** Stored data entries **
==========
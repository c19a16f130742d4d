//! Discord REST implementation of the platform contracts.
//!
//! Only the two endpoints the archiver needs are covered: channel message
//! history and the avatar CDN.

use std::time::Duration;

use async_trait::async_trait;
use chrono::{DateTime, Utc};
use regex::Regex;
use serde::Deserialize;
use tracing::{debug, warn};

use crate::config::Config;
use crate::platform::{
    AvatarFormat, ChannelMessage, ChannelUser, HistorySource, NativeAttachment, SourceError,
    UserDirectory,
};

/// How many consecutive 429 responses a single request tolerates.
const MAX_RATE_LIMIT_RETRIES: u32 = 5;

static USER_MENTION: std::sync::LazyLock<Regex> =
    std::sync::LazyLock::new(|| Regex::new(r"<@!?(\d{15,21})>").unwrap());

static MASS_MENTION: std::sync::LazyLock<Regex> =
    std::sync::LazyLock::new(|| Regex::new(r"@(everyone|here)").unwrap());

#[derive(Debug, Deserialize)]
struct ApiUser {
    id: String,
    username: String,
    #[serde(default)]
    discriminator: String,
    avatar: Option<String>,
}

#[derive(Debug, Deserialize)]
struct ApiMember {
    nick: Option<String>,
}

#[derive(Debug, Deserialize)]
struct ApiMention {
    #[serde(flatten)]
    user: ApiUser,
    member: Option<ApiMember>,
}

#[derive(Debug, Deserialize)]
struct ApiAttachment {
    id: String,
    filename: String,
    proxy_url: String,
}

#[derive(Debug, Deserialize)]
struct ApiMessage {
    id: String,
    author: ApiUser,
    #[serde(default)]
    content: String,
    timestamp: DateTime<Utc>,
    edited_timestamp: Option<DateTime<Utc>>,
    #[serde(default)]
    attachments: Vec<ApiAttachment>,
    #[serde(default)]
    mentions: Vec<ApiMention>,
}

#[derive(Debug, Deserialize)]
struct RateLimited {
    retry_after: f64,
}

impl From<ApiUser> for ChannelUser {
    fn from(user: ApiUser) -> Self {
        Self {
            id: user.id,
            username: user.username,
            discriminator: user.discriminator,
            avatar: user.avatar,
        }
    }
}

impl From<ApiMessage> for ChannelMessage {
    fn from(msg: ApiMessage) -> Self {
        let names: Vec<(String, String)> = msg
            .mentions
            .iter()
            .map(|m| {
                let shown = m
                    .member
                    .as_ref()
                    .and_then(|member| member.nick.clone())
                    .unwrap_or_else(|| m.user.username.clone());
                (m.user.id.clone(), shown)
            })
            .collect();
        let clean_content = clean_content(&msg.content, &names);

        Self {
            id: msg.id,
            author: msg.author.into(),
            content: msg.content,
            clean_content,
            created_at: msg.timestamp,
            edited_at: msg.edited_timestamp,
            attachments: msg
                .attachments
                .into_iter()
                .map(|a| NativeAttachment {
                    id: a.id,
                    filename: a.filename,
                    proxy_url: a.proxy_url,
                })
                .collect(),
            mentions: msg.mentions.into_iter().map(|m| m.user.into()).collect(),
        }
    }
}

/// Render message text for display: user mentions become `@name` and mass
/// mentions are defused with a zero-width space.
///
/// `names` maps user id to the name to show. Unknown ids are left as markup.
#[must_use]
pub fn clean_content(content: &str, names: &[(String, String)]) -> String {
    let resolved = USER_MENTION.replace_all(content, |caps: &regex::Captures<'_>| {
        let id = &caps[1];
        names
            .iter()
            .find(|(user_id, _)| user_id == id)
            .map_or_else(|| caps[0].to_string(), |(_, name)| format!("@{name}"))
    });
    MASS_MENTION
        .replace_all(&resolved, "@\u{200b}$1")
        .into_owned()
}

/// Index of the built-in avatar shown for users without a custom one.
fn default_avatar_index(user: &ChannelUser) -> u64 {
    match user.discriminator.parse::<u64>() {
        Ok(discriminator) if discriminator != 0 => discriminator % 5,
        _ => user.id.parse::<u64>().map_or(0, |id| (id >> 22) % 6),
    }
}

/// Authenticated Discord REST client.
#[derive(Clone)]
pub struct DiscordClient {
    http: reqwest::Client,
    api_url: String,
    cdn_url: String,
    token: String,
}

impl DiscordClient {
    /// Build a client from configuration.
    ///
    /// # Errors
    ///
    /// Returns an error if the HTTP client cannot be built.
    pub fn new(config: &Config) -> Result<Self, SourceError> {
        let http = reqwest::Client::builder()
            .timeout(config.http_timeout)
            .user_agent(concat!(
                "DiscordBot (https://github.com/channel-archiver, ",
                env!("CARGO_PKG_VERSION"),
                ")"
            ))
            .build()?;

        Ok(Self {
            http,
            api_url: config.discord_api_url.trim_end_matches('/').to_string(),
            cdn_url: config.discord_cdn_url.trim_end_matches('/').to_string(),
            token: config.discord_token.clone(),
        })
    }

    /// History of one channel.
    #[must_use]
    pub fn channel(&self, channel_id: &str) -> ChannelHistory<'_> {
        ChannelHistory {
            client: self,
            channel_id: channel_id.to_string(),
        }
    }

    async fn get_messages(
        &self,
        channel_id: &str,
        before: Option<&str>,
        limit: usize,
    ) -> Result<Vec<ApiMessage>, SourceError> {
        let url = format!("{}/channels/{channel_id}/messages", self.api_url);
        let mut query = vec![("limit", limit.to_string())];
        if let Some(before) = before {
            query.push(("before", before.to_string()));
        }

        let mut attempts = 0;
        loop {
            let response = self
                .http
                .get(&url)
                .header(reqwest::header::AUTHORIZATION, format!("Bot {}", self.token))
                .query(&query)
                .send()
                .await?;

            let status = response.status();
            if status.as_u16() == 429 {
                attempts += 1;
                if attempts > MAX_RATE_LIMIT_RETRIES {
                    return Err(SourceError::RateLimited { attempts });
                }
                let wait = response
                    .json::<RateLimited>()
                    .await
                    .map_or(1.0, |r| r.retry_after);
                warn!(channel_id, retry_after = wait, "Rate limited by Discord, waiting");
                tokio::time::sleep(Duration::from_secs_f64(wait.clamp(0.0, 60.0))).await;
                continue;
            }

            if !status.is_success() {
                let body = response
                    .text()
                    .await
                    .unwrap_or_else(|_| "unknown".to_string());
                return Err(SourceError::Status {
                    status: status.as_u16(),
                    body,
                });
            }

            let body = response.bytes().await?;
            return serde_json::from_slice(&body).map_err(|e| SourceError::Decode(e.to_string()));
        }
    }
}

impl UserDirectory for DiscordClient {
    fn avatar_url(&self, user: &ChannelUser, size: u32, format: AvatarFormat) -> String {
        match &user.avatar {
            Some(hash) => format!(
                "{}/avatars/{}/{hash}.{}?size={size}",
                self.cdn_url,
                user.id,
                format.as_str()
            ),
            // Built-in avatars are only served as PNG.
            None => format!(
                "{}/embed/avatars/{}.png",
                self.cdn_url,
                default_avatar_index(user)
            ),
        }
    }
}

/// [`HistorySource`] for a single channel.
pub struct ChannelHistory<'a> {
    client: &'a DiscordClient,
    channel_id: String,
}

#[async_trait]
impl<'a> HistorySource for ChannelHistory<'a> {
    async fn fetch_page(
        &self,
        before: Option<&str>,
        limit: usize,
    ) -> Result<Vec<ChannelMessage>, SourceError> {
        let messages = self
            .client
            .get_messages(&self.channel_id, before, limit)
            .await?;
        debug!(channel_id = %self.channel_id, count = messages.len(), "Received messages");
        Ok(messages.into_iter().map(ChannelMessage::from).collect())
    }
}

#[cfg(test)]
mod tests {
    use super::*;

    fn user(id: &str, discriminator: &str, avatar: Option<&str>) -> ChannelUser {
        ChannelUser {
            id: id.to_string(),
            username: "someone".to_string(),
            discriminator: discriminator.to_string(),
            avatar: avatar.map(String::from),
        }
    }

    fn client() -> DiscordClient {
        DiscordClient {
            http: reqwest::Client::new(),
            api_url: "https://discord.test/api".to_string(),
            cdn_url: "https://cdn.test".to_string(),
            token: "t".to_string(),
        }
    }

    #[test]
    fn test_clean_content_resolves_mentions() {
        let names = vec![("123456789012345678".to_string(), "alice".to_string())];
        assert_eq!(
            clean_content("hi <@123456789012345678> and <@!123456789012345678>", &names),
            "hi @alice and @alice"
        );
    }

    #[test]
    fn test_clean_content_leaves_unknown_mentions() {
        assert_eq!(
            clean_content("hi <@999999999999999999>", &[]),
            "hi <@999999999999999999>"
        );
    }

    #[test]
    fn test_clean_content_defuses_mass_mentions() {
        assert_eq!(clean_content("@everyone look", &[]), "@\u{200b}everyone look");
        assert_eq!(clean_content("@here", &[]), "@\u{200b}here");
    }

    #[test]
    fn test_custom_avatar_url() {
        let url = client().avatar_url(&user("42", "0001", Some("abc")), 4096, AvatarFormat::Webp);
        assert_eq!(url, "https://cdn.test/avatars/42/abc.webp?size=4096");
    }

    #[test]
    fn test_default_avatar_legacy_discriminator() {
        let url = client().avatar_url(&user("42", "0007", None), 4096, AvatarFormat::Webp);
        assert_eq!(url, "https://cdn.test/embed/avatars/2.png");
    }

    #[test]
    fn test_default_avatar_new_username() {
        // (id >> 22) % 6 with id = 5 << 22
        let id = (5u64 << 22).to_string();
        let url = client().avatar_url(&user(&id, "0", None), 4096, AvatarFormat::Webp);
        assert_eq!(url, "https://cdn.test/embed/avatars/5.png");
    }

    #[test]
    fn test_message_conversion() {
        let raw = r#"{
            "id": "200",
            "author": {"id": "1", "username": "alice", "discriminator": "0001", "avatar": "hash"},
            "content": "hey <@222222222222222222> https://example.com/x.png",
            "timestamp": "2021-05-01T12:00:00.000000+00:00",
            "edited_timestamp": null,
            "attachments": [
                {"id": "300", "filename": "cat.jpg", "proxy_url": "https://media.test/cat.jpg", "size": 10, "url": "https://cdn.test/cat.jpg"}
            ],
            "mentions": [
                {"id": "222222222222222222", "username": "bob", "discriminator": "0002", "avatar": null, "member": {"nick": "bobby"}}
            ]
        }"#;

        let api: ApiMessage = serde_json::from_str(raw).unwrap();
        let msg = ChannelMessage::from(api);

        assert_eq!(msg.id, "200");
        assert_eq!(msg.author.username, "alice");
        assert_eq!(msg.clean_content, "hey @bobby https://example.com/x.png");
        assert_eq!(msg.attachments[0].proxy_url, "https://media.test/cat.jpg");
        assert_eq!(msg.mentions[0].id, "222222222222222222");
        assert!(msg.edited_at.is_none());
        assert_eq!(msg.created_at.timestamp(), 1_619_870_400);
    }
}
//! The in-memory archive snapshot, serialized verbatim to `info.json`.

use std::collections::BTreeMap;
use std::path::PathBuf;

use chrono::{DateTime, Utc};
use serde::{Deserialize, Serialize};

/// Where an attachment came from.
#[derive(Debug, Clone, Copy, PartialEq, Eq, Serialize, Deserialize)]
#[serde(rename_all = "UPPERCASE")]
pub enum AttachmentType {
    /// A link found in message text.
    Url,
    /// A file uploaded with the message.
    File,
    /// A user's profile picture.
    Avatar,
}

#[derive(Debug, Clone, PartialEq, Eq, Serialize, Deserialize)]
#[serde(rename_all = "camelCase")]
pub struct ArchiveUser {
    pub id: String,
    pub username: String,
    pub discriminator: String,
    /// Attachment id of the downloaded avatar.
    pub profile_picture: String,
}

#[derive(Debug, Clone, PartialEq, Eq, Serialize, Deserialize)]
#[serde(rename_all = "camelCase")]
pub struct ArchiveAttachment {
    pub id: String,
    pub original_name: String,
    pub original_url: String,
    /// Path relative to the archive root, `None` if the download failed.
    pub new_path: Option<String>,
    pub mime: Option<String>,
    #[serde(rename = "type")]
    pub kind: AttachmentType,
}

#[derive(Debug, Clone, PartialEq, Eq, Serialize, Deserialize)]
#[serde(rename_all = "camelCase")]
pub struct ArchiveMessage {
    /// User id of the author.
    pub sender: String,
    pub content: String,
    pub original_content: String,
    /// Ids of native attachments then embedded URLs, in capture order.
    pub attachments: Vec<String>,
    #[serde(with = "chrono::serde::ts_milliseconds")]
    pub sent: DateTime<Utc>,
    #[serde(with = "chrono::serde::ts_milliseconds_option")]
    pub edited: Option<DateTime<Utc>>,
}

/// Everything captured during one archive run.
#[derive(Debug, Clone, PartialEq, Eq, Serialize, Deserialize)]
pub struct ArchiveFile {
    pub messages: BTreeMap<String, ArchiveMessage>,
    pub attachments: BTreeMap<String, ArchiveAttachment>,
    pub users: BTreeMap<String, ArchiveUser>,
    /// Root directory of the run.
    pub path: PathBuf,
}

impl ArchiveFile {
    /// An empty archive rooted at `path`. Does not touch the filesystem.
    #[must_use]
    pub fn empty(path: PathBuf) -> Self {
        Self {
            messages: BTreeMap::new(),
            attachments: BTreeMap::new(),
            users: BTreeMap::new(),
            path,
        }
    }

    /// Directory downloaded files are written to.
    #[must_use]
    pub fn attachments_dir(&self) -> PathBuf {
        self.path.join(crate::constants::ATTACHMENTS_DIR)
    }
}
==========
** Task to carry out **
Check the records above line by line and tally those holding the string "chrono". Answer with the number only.

** Answer for this exercise **
4